The Texas feminine culture, ritual of football explained

Football season is upon us. I can’t explain the sport to you, in spite of my Texas heritage. It was never a religion in my home when I was growing up. But, I can explain some of the culture and ritual involved with attending football games.

For Texas women, a football game is more than a sport. It’s a chance to showcase ourselves.

Football season is an opportunity to show off your wardrobe and how well you accessorize. It’s a social event during which to forge feminine friendships. And it’s a real good place to swap gossip.

Whether it’s a high school or university game, you will see Texas women all decked out in their casual finery. Every Hawkins High School football game to which I went, I never attended without my hair being perfect and having my lipstick on. Like my friends, I carried an arsenal of cosmetics in my purse for touch ups. To this day, I can draw my compact out of my handbag faster than a gunslinger can draw his pistol. You learn to be fast with the goods, lest you miss a play on the field.

At Austin College, we were pretty casual at our football games. Afternoon games in the late summer made it necessary to dress for comfort, but that didn’t mean we had to sacrifice style. My sorority and I attended in our jerseys and designer jeans. This was in the 1980s, so of course no hairdo was complete without a big bow that matched our Theta Sigma Chi jerseys. This showing of the Greekness was a prelude to spring rush. We only held rush in the spring at AC, so the fall was spent looking as good as possible to potential members. It was all about the marketing and public relations and pretty girls draw in other pretty girls. And pretty girls are always at football games. This is where we got the skinny on who was going to rush whom, what happened after the previous night’s party and which college professor was not getting tenure. We also got to eyeball rival sororities and what they were up to.

I went to work for Texas A&M University in the early 1990s. Attending football games was not a requirement, but I went. I mean, this is Aggie football after all. And the women were drop-dead gorgeous. Slim, long denim pencil skirts, English riding boots and Ralph Lauren turtlenecks, Dooney & Bourke handbags, designer sunglasses…the works.
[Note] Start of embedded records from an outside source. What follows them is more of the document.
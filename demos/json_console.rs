//! Writes a few JSON lines to standard output.
//!
//! Run with:
//! ```bash
//! cargo run --example json_console
//! ```

use jsonsink::{Level, Logger, Sink};
use std::collections::BTreeMap;

fn main() {
    let username = std::env::var("USER").unwrap_or_else(|_| "nobody".to_string());

    let logger = Logger::builder()
        .render_message(true)
        .json_console(Level::Information)
        .build();

    let mut properties = BTreeMap::new();
    properties.insert("Username".to_string(), username.into());
    logger.write(Level::Information, "Hello, world from {Username}!", properties);

    logger.debug("Below the console level, not shown");
    logger.warning("Shutting down");
    logger.dispose();
}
The women rooting for the opposing teams, if they were Texas schools, also were gorgeously attired. In 1991, it was the height of female football fashion.

The Texas-University of Oklahoma weekend is another big fashion event. I don’t mean among the unwashed masses that descend on Dallas streets every October…no. I’m talking about expensive hotel suites with large screen televisions and catered eats. I went to one of these parties while still in college. My then-boyfriend’s parents sent out engraved invitations to the 1986 Red River Shootout soiree, held at the Fairmont Hotel. Attire: high casual in team colors. No kidding, folks; that was printed on the invitation.

I can’t talk about football fashion without mentioning the enigmatic homecoming mum. My non-Texan friends continually ask, “What the heck is up with those gigantic homecoming mums?”

It’s a mystery, y’all, but I’ll try to shed some light.

Football homecoming mums are a Texas tradition, and I’ve heard that Oklahoma does it too. Essentially, the mums are flowers worn as a corsage to homecoming football games.

They have been around as long as I can remember and the mums represent the admiration a young woman inspires in people who know her. The size of the flower in the center of the mass of ribbons in school colors directly correlates to how much a fella loves his girl. The bigger the mum, the greater the love. The more mums a gal has, the more fellas who think she’s the cat’s pajamas.

The center flower is a giant, white chrysanthemum usually made of silk and sprayed with glitter. Some mums sport teddy bears in the center. Usually, the ribbons have names and messages on them in glitter letters. The ribbons also have a dozen or so plastic and metal trinkets, especially mini-cowbells, interspersed among them. The result is a bizarre mass of flower and foof that looks like a cross between a parade float and a space ship.

Our 1983 Hawkins High School homecoming queen had so many mums on her, she looked like she was wearing Bjork’s swan dress from the 2001 Oscars. I’ve seen girls hunched over from the weight of their mums, trying to walk up the bleacher steps without tripping over the great gobs of ribbons trailing behind them.

Whether a gal receives a mum on homecoming from her beau determines whether the relationship will last. My first college boyfriend neglected to get me a homecoming mum and got dumped shortly thereafter. Y’all might think that’s shallow, but he and I had an understanding and he breached a sacred tradition of Texas coupledom by omitting this gesture. By not remembering me with that goofy flower, he pretty much said, “I don’t love you and I don’t care if I hurt your feelings.”

I have never forgiven him, and twenty years later, we still do not speak to each other.
The female side of football is complicated. You’re better off not trying to understand it beyond the observance of ritual and symbolism.

If you’re a fella courting a Texas woman, be real sure you let her have plenty of time to get ready to go to the game (she’ll need about 2.5 hours for hair and makeup) and be real sure you don’t forget the flowers.

Your relationship depends on it.

First printed in Tex Messages, The Fort Hood Sentinel, 2009.